10 Ways to Be a Happy iOS App Developer
In iOS app development, those problems you put off until tomorrow will catch up with you early and often, so here are a few things to pay attention to from the very start in app development, as well as a few tips and tricks that lead to happy and healthy users.
Keep things loosely coupled
A loosely coupled system is one in which each of its components has little or no knowledge of other components. And because loose coupling refers to the degree of direct knowledge that one class has of another, it’s not about encapsulation or to one class’s knowledge of another class’s attributes or implementation, just knowledge of that other class itself.
Running out of memory is easy, and you should use automatic reference counting (ARC) to make the most of the memory available to you. All you have to do is follow the rules:
Rule 1: Follow the naming conventions. This is really important. Good naming conventions help your code to be self-documenting.
Rule 2: Do not send retain, release, or autorelease messages.
Rule 3: Do not store object pointers in C structures.
Rule 4: Inform the compiler about ownership when using Core Foundation–style objects.
Rule 5: Use the @autoreleasepool keyword to mark the start of an autorelease block.
If you follow the rules, all you have to worry about is the retain cycle.
Don’t reinvent the wheel
The iPhone and iPad are cutting-edge enough that opportunities to expand their capabilities are plentiful, and many of them are easy to implement. You’re also working with a very mature framework. So if you think that something you want your app to do is going to be really difficult, check the framework; somewhere there you may find an easy way.
Understand state transitions
The UIApplication object provides the application-wide control and coordination for an iOS app. It is responsible for handling the initial routing of incoming user events as well as dispatching action messages from control objects to the appropriate target objects.
The app object sends messages to its Application Delegate to allow you to respond, in an app-unique way, when your app is executing, to things such as app launch, low-memory warnings, and state transitions, such as moving into background and back into foreground.

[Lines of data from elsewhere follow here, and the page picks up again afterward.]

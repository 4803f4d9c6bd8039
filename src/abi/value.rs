//! Native values encoded and decoded by [`Coder`](super::Coder).

use ethnum::U256;

/// A native value of some Sway type.
///
/// Numeric variants are interchangeable on encode: a `u16` coder accepts any
/// unsigned variant whose value fits in 16 bits.
#[derive(Debug, Clone, PartialEq, Eq)]
pub enum AbiValue {
    /// The unit value `()`.
    Unit,
    Bool(bool),
    U8(u8),
    U16(u16),
    U32(u32),
    U64(u64),
    U256(U256),
    B256([u8; 32]),
    B512([u8; 64]),
    /// Fixed-length string `str[N]`.
    Str(String),
    Array(Vec<AbiValue>),
    Tuple(Vec<AbiValue>),
    /// Struct fields as `(name, value)` pairs.
    Struct(Vec<(String, AbiValue)>),
    /// Enum, option or result value.
    Enum {
        variant: String,
        value: Box<AbiValue>,
    },
    Vector(Vec<AbiValue>),
    Bytes(Vec<u8>),
    StdString(String),
}

impl AbiValue {
    /// `Option::Some(value)`.
    pub fn some(value: AbiValue) -> Self {
        Self::variant("Some", value)
    }

    /// `Option::None`.
    pub fn none() -> Self {
        Self::variant("None", AbiValue::Unit)
    }

    /// `Result::Ok(value)`.
    pub fn ok(value: AbiValue) -> Self {
        Self::variant("Ok", value)
    }

    /// `Result::Err(value)`.
    pub fn err(value: AbiValue) -> Self {
        Self::variant("Err", value)
    }

    pub fn variant(name: impl Into<String>, value: AbiValue) -> Self {
        Self::Enum {
            variant: name.into(),
            value: Box::new(value),
        }
    }

    /// Build a struct value from `(name, value)` pairs.
    pub fn structure<I, S>(fields: I) -> Self
    where
        I: IntoIterator<Item = (S, AbiValue)>,
        S: Into<String>,
    {
        Self::Struct(fields.into_iter().map(|(n, v)| (n.into(), v)).collect())
    }

    /// Look up a struct field by name.
    pub fn field(&self, name: &str) -> Option<&AbiValue> {
        match self {
            AbiValue::Struct(fields) => fields.iter().find(|(n, _)| n == name).map(|(_, v)| v),
            _ => None,
        }
    }

    /// Numeric value widened to 256 bits, if this is an unsigned integer.
    pub fn as_uint(&self) -> Option<U256> {
        match self {
            AbiValue::U8(v) => Some(U256::from(*v)),
            AbiValue::U16(v) => Some(U256::from(*v)),
            AbiValue::U32(v) => Some(U256::from(*v)),
            AbiValue::U64(v) => Some(U256::from(*v)),
            AbiValue::U256(v) => Some(*v),
            _ => None,
        }
    }

    /// Short name of the variant, used in error messages.
    pub fn kind(&self) -> &'static str {
        match self {
            AbiValue::Unit => "unit",
            AbiValue::Bool(_) => "bool",
            AbiValue::U8(_) => "u8",
            AbiValue::U16(_) => "u16",
            AbiValue::U32(_) => "u32",
            AbiValue::U64(_) => "u64",
            AbiValue::U256(_) => "u256",
            AbiValue::B256(_) => "b256",
            AbiValue::B512(_) => "b512",
            AbiValue::Str(_) => "str",
            AbiValue::Array(_) => "array",
            AbiValue::Tuple(_) => "tuple",
            AbiValue::Struct(_) => "struct",
            AbiValue::Enum { .. } => "enum",
            AbiValue::Vector(_) => "vector",
            AbiValue::Bytes(_) => "bytes",
            AbiValue::StdString(_) => "string",
        }
    }
}

impl From<bool> for AbiValue {
    fn from(v: bool) -> Self {
        AbiValue::Bool(v)
    }
}

impl From<u8> for AbiValue {
    fn from(v: u8) -> Self {
        AbiValue::U8(v)
    }
}

impl From<u16> for AbiValue {
    fn from(v: u16) -> Self {
        AbiValue::U16(v)
    }
}

impl From<u32> for AbiValue {
    fn from(v: u32) -> Self {
        AbiValue::U32(v)
    }
}

impl From<u64> for AbiValue {
    fn from(v: u64) -> Self {
        AbiValue::U64(v)
    }
}

impl From<U256> for AbiValue {
    fn from(v: U256) -> Self {
        AbiValue::U256(v)
    }
}

impl From<()> for AbiValue {
    fn from(_: ()) -> Self {
        AbiValue::Unit
    }
}

#[cfg(test)]
mod tests {
    use super::*;

    #[test]
    fn test_as_uint_widens() {
        assert_eq!(AbiValue::U8(7).as_uint(), Some(U256::from(7u8)));
        assert_eq!(AbiValue::U64(u64::MAX).as_uint(), Some(U256::from(u64::MAX)));
        assert_eq!(AbiValue::Bool(true).as_uint(), None);
    }

    #[test]
    fn test_field_lookup() {
        let value = AbiValue::structure([("a", AbiValue::U8(1)), ("b", AbiValue::U8(2))]);
        assert_eq!(value.field("b"), Some(&AbiValue::U8(2)));
        assert_eq!(value.field("c"), None);
    }
}
//! Native values to bytes.

use super::dynamic::{ByteCoder, DynamicLengthCoder};
use super::number::{encode_uint, UintWidth};
use super::{AbiValue, CodecError, Coder};

impl Coder {
    /// Encode `value` into a fresh buffer.
    pub fn encode(&self, value: &AbiValue) -> Result<Vec<u8>, CodecError> {
        let mut out = Vec::with_capacity(self.fixed_length().unwrap_or_default());
        self.encode_into(value, &mut out)?;
        Ok(out)
    }

    /// Append the encoding of `value` to `out`.
    ///
    /// On error `out` may hold a partial encoding.
    pub fn encode_into(&self, value: &AbiValue, out: &mut Vec<u8>) -> Result<(), CodecError> {
        match (self, value) {
            (Coder::Empty, AbiValue::Unit) => {}
            (Coder::Bool, AbiValue::Bool(v)) => out.push(u8::from(*v)),
            (Coder::Uint(width), v) => {
                let n = v
                    .as_uint()
                    .ok_or_else(|| CodecError::mismatch(width.name(), v.kind()))?;
                out.extend_from_slice(&encode_uint(n, *width)?);
            }
            (Coder::B256, AbiValue::B256(v)) => out.extend_from_slice(v),
            (Coder::B512, AbiValue::B512(v)) => out.extend_from_slice(v),
            (Coder::Str(len), AbiValue::Str(s)) => {
                if s.len() != *len {
                    return Err(CodecError::LengthMismatch {
                        expected: *len,
                        got: s.len(),
                    });
                }
                out.extend_from_slice(s.as_bytes());
            }
            (Coder::Array { element, length }, AbiValue::Array(items)) => {
                if items.len() != *length {
                    return Err(CodecError::LengthMismatch {
                        expected: *length,
                        got: items.len(),
                    });
                }
                for item in items {
                    element.encode_into(item, out)?;
                }
            }
            (Coder::Tuple(coders), AbiValue::Tuple(items)) => {
                if items.len() != coders.len() {
                    return Err(CodecError::LengthMismatch {
                        expected: coders.len(),
                        got: items.len(),
                    });
                }
                for (coder, item) in coders.iter().zip(items) {
                    coder.encode_into(item, out)?;
                }
            }
            (Coder::Struct { name, fields }, AbiValue::Struct(values)) => {
                for (field, coder) in fields {
                    let v = values
                        .iter()
                        .find(|(n, _)| n == field)
                        .map(|(_, v)| v)
                        .ok_or_else(|| {
                            CodecError::InvalidValue(format!("{name} is missing field `{field}`"))
                        })?;
                    coder.encode_into(v, out)?;
                }
            }
            (Coder::Enum { variants, .. }, AbiValue::Enum { variant, value }) => {
                let (index, coder) = variants
                    .iter()
                    .enumerate()
                    .find(|(_, (n, _))| n == variant)
                    .map(|(i, (_, c))| (i, c))
                    .ok_or_else(|| CodecError::UnknownVariant(variant.clone()))?;
                out.extend_from_slice(&(index as u64).to_be_bytes());
                coder.encode_into(value, out)?;
            }
            (Coder::Vector(element), AbiValue::Vector(items)) => {
                out.extend_from_slice(&DynamicLengthCoder::encode(items.len()));
                for item in items {
                    element.encode_into(item, out)?;
                }
            }
            (Coder::Vector(element), AbiValue::Bytes(bytes))
                if **element == Coder::Uint(UintWidth::U8) =>
            {
                out.extend_from_slice(&ByteCoder::encode(bytes));
            }
            (Coder::Bytes, AbiValue::Bytes(bytes)) => out.extend_from_slice(&ByteCoder::encode(bytes)),
            (Coder::StdString, AbiValue::StdString(s)) => {
                out.extend_from_slice(&ByteCoder::encode(s.as_bytes()));
            }
            (coder, value) => return Err(CodecError::mismatch(coder.to_string(), value.kind())),
        }
        Ok(())
    }
}

#[cfg(test)]
mod tests {
    use super::*;
    use ethnum::U256;

    fn point() -> Coder {
        Coder::Struct {
            name: "struct Point".into(),
            fields: vec![
                ("a".into(), Coder::Uint(UintWidth::U8)),
                ("b".into(), Coder::Uint(UintWidth::U8)),
            ],
        }
    }

    #[test]
    fn test_u16_encoding() {
        let coder = Coder::Uint(UintWidth::U16);
        assert_eq!(coder.encode(&AbiValue::U16(0)).unwrap(), vec![0, 0]);
        assert_eq!(coder.encode(&AbiValue::U16(255)).unwrap(), vec![0, 255]);
        assert_eq!(coder.encode(&AbiValue::U8(255)).unwrap(), vec![0, 255]);
        assert!(matches!(
            coder.encode(&AbiValue::U32(70_000)),
            Err(CodecError::ValueOutOfRange { ty: "u16", .. })
        ));
    }

    #[test]
    fn test_unit_encodes_to_nothing() {
        assert!(Coder::Empty.encode(&AbiValue::Unit).unwrap().is_empty());
    }

    #[test]
    fn test_struct_fields_in_declaration_order() {
        let value = AbiValue::structure([("b", AbiValue::U8(2)), ("a", AbiValue::U8(1))]);
        assert_eq!(point().encode(&value).unwrap(), vec![1, 2]);
    }

    #[test]
    fn test_struct_missing_field() {
        let value = AbiValue::structure([("a", AbiValue::U8(1))]);
        assert!(matches!(
            point().encode(&value),
            Err(CodecError::InvalidValue(_))
        ));
    }

    #[test]
    fn test_enum_discriminant_is_one_word() {
        let coder = Coder::Enum {
            name: "enum std::option::Option".into(),
            variants: vec![
                ("None".into(), Coder::Empty),
                ("Some".into(), Coder::Uint(UintWidth::U32)),
            ],
        };
        assert_eq!(coder.encode(&AbiValue::none()).unwrap(), vec![0; 8]);
        assert_eq!(
            coder.encode(&AbiValue::some(AbiValue::U32(7))).unwrap(),
            vec![0, 0, 0, 0, 0, 0, 0, 1, 0, 0, 0, 7]
        );
        assert_eq!(
            coder.encode(&AbiValue::variant("Maybe", AbiValue::Unit)),
            Err(CodecError::UnknownVariant("Maybe".into()))
        );
    }

    #[test]
    fn test_vector_prefix_counts_elements() {
        let coder = Coder::Vector(Box::new(point()));
        let p = |a, b| AbiValue::structure([("a", AbiValue::U8(a)), ("b", AbiValue::U8(b))]);
        let bytes = coder.encode(&AbiValue::Vector(vec![p(1, 2), p(3, 4)])).unwrap();
        assert_eq!(bytes, vec![0, 0, 0, 0, 0, 0, 0, 2, 1, 2, 3, 4]);
    }

    #[test]
    fn test_byte_vector_from_bytes_value() {
        let coder = Coder::Vector(Box::new(Coder::Uint(UintWidth::U8)));
        let from_bytes = coder.encode(&AbiValue::Bytes(vec![9, 8])).unwrap();
        let from_items = coder
            .encode(&AbiValue::Vector(vec![AbiValue::U8(9), AbiValue::U8(8)]))
            .unwrap();
        assert_eq!(from_bytes, from_items);
    }

    #[test]
    fn test_fixed_string_length_checked() {
        let coder = Coder::Str(5);
        assert_eq!(coder.encode(&AbiValue::Str("hello".into())).unwrap(), b"hello");
        assert_eq!(
            coder.encode(&AbiValue::Str("hi".into())),
            Err(CodecError::LengthMismatch { expected: 5, got: 2 })
        );
    }

    #[test]
    fn test_std_string_is_length_prefixed() {
        let bytes = Coder::StdString
            .encode(&AbiValue::StdString("abc".into()))
            .unwrap();
        assert_eq!(bytes, vec![0, 0, 0, 0, 0, 0, 0, 3, b'a', b'b', b'c']);
    }

    #[test]
    fn test_u256_full_width() {
        let bytes = Coder::Uint(UintWidth::U256)
            .encode(&AbiValue::U256(U256::ONE))
            .unwrap();
        assert_eq!(bytes.len(), 32);
        assert_eq!(bytes.last(), Some(&1));
    }

    #[test]
    fn test_type_mismatch() {
        assert_eq!(
            Coder::Bool.encode(&AbiValue::U8(1)),
            Err(CodecError::mismatch("bool", "u8"))
        );
    }
}
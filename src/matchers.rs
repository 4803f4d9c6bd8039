//! Classification of raw Sway type names.
//!
//! ABI specifications describe types by their raw Sway name (`u64`,
//! `struct std::vec::Vec`, `[_; 4]`, ...). [`SwayType::classify`] maps such a
//! name to exactly one category, or `None` when the name is not supported.
//!
//! Several patterns overlap. The reserved standard library structs also match
//! `struct ...`, and `Option`/`Result` also match `enum ...`. The generic
//! [`SwayType::Struct`] and [`SwayType::Enum`] predicates exclude them, and
//! [`SwayType::classify`] checks the dedicated categories first.

use once_cell::sync::Lazy;
use regex::Regex;

/// Build a regex from a pattern that is a compile-time constant.
fn pattern(re: &str) -> Regex {
    // The patterns below are literals; failing to compile one is a bug in this file.
    #[allow(clippy::expect_used)]
    Regex::new(re).expect("invalid built-in type pattern")
}

static GENERIC: Lazy<Regex> = Lazy::new(|| pattern(r"^generic ([^\s]+)$"));
static STRING: Lazy<Regex> = Lazy::new(|| pattern(r"^str\[(.+)\]$"));
static TUPLE: Lazy<Regex> = Lazy::new(|| pattern(r"^\([_,\s]+\)$"));
static ARRAY: Lazy<Regex> = Lazy::new(|| pattern(r"^\[_; ([0-9]+)\]$"));
static STRUCT: Lazy<Regex> = Lazy::new(|| pattern(r"^struct (.+::)?(.+)$"));
static RESERVED_STRUCT: Lazy<Regex> = Lazy::new(|| {
    pattern(r"^struct (std::.*)?(AssetId|B512|Vec|RawVec|EvmAddress|Bytes|String|RawBytes)$")
});
static ENUM: Lazy<Regex> = Lazy::new(|| pattern(r"^enum (.+::)?(.+)$"));

const ASSET_ID: &str = "struct std::asset_id::AssetId";
const B512: &str = "struct std::b512::B512";
const BYTES: &str = "struct std::bytes::Bytes";
const EVM_ADDRESS: &str = "struct std::vm::evm::evm_address::EvmAddress";
const STD_STRING: &str = "struct std::string::String";
const VECTOR: &str = "struct std::vec::Vec";
const OPTION: &str = "enum std::option::Option";
const RESULT: &str = "enum std::result::Result";

/// Semantic category of a raw Sway type name.
#[derive(Debug, Clone, Copy, PartialEq, Eq, Hash)]
pub enum SwayType {
    Empty,
    Bool,
    U8,
    U16,
    U32,
    U64,
    U256,
    B256,
    Generic,
    String,
    Tuple,
    Array,
    Struct,
    AssetId,
    B512,
    Bytes,
    EvmAddress,
    StdString,
    Vector,
    Option,
    Result,
    Enum,
    RawUntypedPtr,
    RawUntypedSlice,
}

impl SwayType {
    /// Every category in classification priority order.
    ///
    /// Dedicated categories precede the catch-all `Struct` and `Enum`.
    pub const PRIORITY: [SwayType; 24] = [
        SwayType::Empty,
        SwayType::Bool,
        SwayType::U8,
        SwayType::U16,
        SwayType::U32,
        SwayType::U64,
        SwayType::U256,
        SwayType::B256,
        SwayType::RawUntypedPtr,
        SwayType::RawUntypedSlice,
        SwayType::Generic,
        SwayType::String,
        SwayType::Tuple,
        SwayType::Array,
        SwayType::AssetId,
        SwayType::B512,
        SwayType::Bytes,
        SwayType::EvmAddress,
        SwayType::StdString,
        SwayType::Vector,
        SwayType::Struct,
        SwayType::Option,
        SwayType::Result,
        SwayType::Enum,
    ];

    /// Classify a raw type name, or `None` if no category accepts it.
    pub fn classify(ty: &str) -> Option<SwayType> {
        Self::PRIORITY.into_iter().find(|category| category.matches(ty))
    }

    /// Whether `ty` belongs to this category.
    pub fn matches(self, ty: &str) -> bool {
        match self {
            SwayType::Empty => ty == "()",
            SwayType::Bool => ty == "bool",
            SwayType::U8 => ty == "u8",
            SwayType::U16 => ty == "u16",
            SwayType::U32 => ty == "u32",
            SwayType::U64 => ty == "u64",
            SwayType::U256 => ty == "u256",
            SwayType::B256 => ty == "b256",
            SwayType::Generic => GENERIC.is_match(ty),
            SwayType::String => STRING.is_match(ty),
            SwayType::Tuple => TUPLE.is_match(ty),
            SwayType::Array => ARRAY.is_match(ty),
            SwayType::Struct => STRUCT.is_match(ty) && !RESERVED_STRUCT.is_match(ty),
            SwayType::AssetId => ty == ASSET_ID,
            SwayType::B512 => ty == B512,
            SwayType::Bytes => ty == BYTES,
            SwayType::EvmAddress => ty == EVM_ADDRESS,
            SwayType::StdString => ty == STD_STRING,
            SwayType::Vector => ty == VECTOR,
            SwayType::Option => ty == OPTION,
            SwayType::Result => ty == RESULT,
            SwayType::Enum => {
                !SwayType::Option.matches(ty) && !SwayType::Result.matches(ty) && ENUM.is_match(ty)
            }
            SwayType::RawUntypedPtr => ty == "raw untyped ptr",
            SwayType::RawUntypedSlice => ty == "raw untyped slice",
        }
    }

    /// Name of the category.
    pub const fn name(self) -> &'static str {
        match self {
            SwayType::Empty => "empty",
            SwayType::Bool => "bool",
            SwayType::U8 => "u8",
            SwayType::U16 => "u16",
            SwayType::U32 => "u32",
            SwayType::U64 => "u64",
            SwayType::U256 => "u256",
            SwayType::B256 => "b256",
            SwayType::Generic => "generic",
            SwayType::String => "string",
            SwayType::Tuple => "tuple",
            SwayType::Array => "array",
            SwayType::Struct => "struct",
            SwayType::AssetId => "assetId",
            SwayType::B512 => "b512",
            SwayType::Bytes => "bytes",
            SwayType::EvmAddress => "evmAddress",
            SwayType::StdString => "stdString",
            SwayType::Vector => "vector",
            SwayType::Option => "option",
            SwayType::Result => "result",
            SwayType::Enum => "enum",
            SwayType::RawUntypedPtr => "rawUntypedPtr",
            SwayType::RawUntypedSlice => "rawUntypedSlice",
        }
    }
}

impl std::fmt::Display for SwayType {
    fn fmt(&self, f: &mut std::fmt::Formatter<'_>) -> std::fmt::Result {
        f.write_str(self.name())
    }
}

/// Length `N` of a `str[N]` type name.
pub fn string_length(ty: &str) -> Option<usize> {
    STRING
        .captures(ty)
        .and_then(|c| c.get(1))
        .and_then(|m| m.as_str().trim().parse().ok())
}

/// Length `N` of a `[_; N]` type name.
pub fn array_length(ty: &str) -> Option<usize> {
    ARRAY
        .captures(ty)
        .and_then(|c| c.get(1))
        .and_then(|m| m.as_str().parse().ok())
}
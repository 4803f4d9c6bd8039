//! Conditional logging macros for library-level tracing.
//!
//! When the `logging` feature is enabled, these macros forward to tracing.
//! When disabled, they compile to no-ops with zero runtime cost.
//!
//! # Example
//!
//! ```rust,ignore
//! use crate::logging::{info, debug};
//!
//! info!(functions = coder.functions().len(), "built ABI coder");
//! debug!(type_name = %ty.type_name, "built coder");
//! ```

/// Emit a trace-level log (very detailed internal operations).
#[cfg(feature = "logging")]
macro_rules! log_trace {
    ($($arg:tt)*) => { tracing::trace!($($arg)*) }
}

#[cfg(not(feature = "logging"))]
macro_rules! log_trace {
    ($($arg:tt)*) => {};
}

/// Emit a debug-level log (operation details useful for debugging).
#[cfg(feature = "logging")]
macro_rules! log_debug {
    ($($arg:tt)*) => { tracing::debug!($($arg)*) }
}

#[cfg(not(feature = "logging"))]
macro_rules! log_debug {
    ($($arg:tt)*) => {};
}

/// Emit an info-level log (high-level lifecycle events).
#[cfg(feature = "logging")]
macro_rules! log_info {
    ($($arg:tt)*) => { tracing::info!($($arg)*) }
}

#[cfg(not(feature = "logging"))]
macro_rules! log_info {
    ($($arg:tt)*) => {};
}

pub(crate) use log_debug as debug;
pub(crate) use log_info as info;
pub(crate) use log_trace as trace;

Implement the following UIApplicationDelegate methods in your app.
|Method||What You Do with It|
|application:didFinishLaunchingWithOptions:||In this method, do what you need to do to initialize your app
after it’s launched.
|applicationWillResignActive:||This message is sent when the app is about to move from the
active to inactive state. Use this method to do things such as
pause ongoing tasks and anything based on a timer.
|applicationDidEnterBackground:||This message is sent when your app is going to be entering
background. At this point, you need to assume that your app may
eventually be terminated without warning, so save user data,
invalidate timers, and store enough app state information.
|applicationWillEnterForeground:||This message is sent when your app has been rescued from
background. In this method, reverse what you did in applicationWillEnterBackground:.
|applicationDidBecomeActive:||Your app is now active. You should reverse whatever you did in
Do the right thing at the right time
When it comes to the view controller, you need to be aware of two methods, and you need to know what to do in each method.
The viewDidLoad message is sent to a view controller when the view has been loaded and initialized by the system. It is sent only when the view is created — and not, for example, when your app returns from background or when a view controller is returned to after another view controller has been “dismissed.”
The viewWillAppear: message, on the other hand, is sent whenever the view appears, including when the view reappears after another view controller is “dismissed.”
Do view initialization in viewDidLoad, but make sure that anything you do to refresh a view whenever it appears is done in viewWillAppear:.
Avoid mistakes in error handling
Here are two big potential pitfalls you do have to pay attention to:
Your app goes out to load something off the Internet, and the item isn’t there, or the app can’t get to it. You especially need to pay attention to Internet availability and what you’re going to do when the Internet isn’t available.
A geocoder may fail for any number of reasons. The service may be down, a certain GPS coordinate may not have a street address, or the user may access the data before the geocoder has returned.
Storyboards are a great way to examine the flow of the app as a whole. In addition, they require you to use less code.
Remember the user
Keep your app simple and easy to use. Don’t build long pages that take lots of scrolling to get through, and don’t create really deep hierarchies. Focus on what the user wants to accomplish, and be mindful of the device limitations, especially battery life. And don’t forget international roaming charges.
In other words, try to follow the Apple iOS Human Interface Guidelines, found with all the other documentation in the iOS Dev Center website in the iOS Developer Library section.
Keep in mind that the software isn’t finished until the last user is dead
One thing that is guaranteed about app development is that nobody gets it right the first time. Your designs will evolve over time as you learn the capabilities and intricacies of the platform and the impact of your design changes. Object orientation makes extending your app easier, so pay attention to the principles.
Keep it fun
Keep things in perspective: Except for a few tedious tasks, expect that developing iOS apps will be fun for you, too. So don’t take it too seriously.
Especially remember the fun part at 4 a.m., when you’ve spent the last five hours looking for a bug.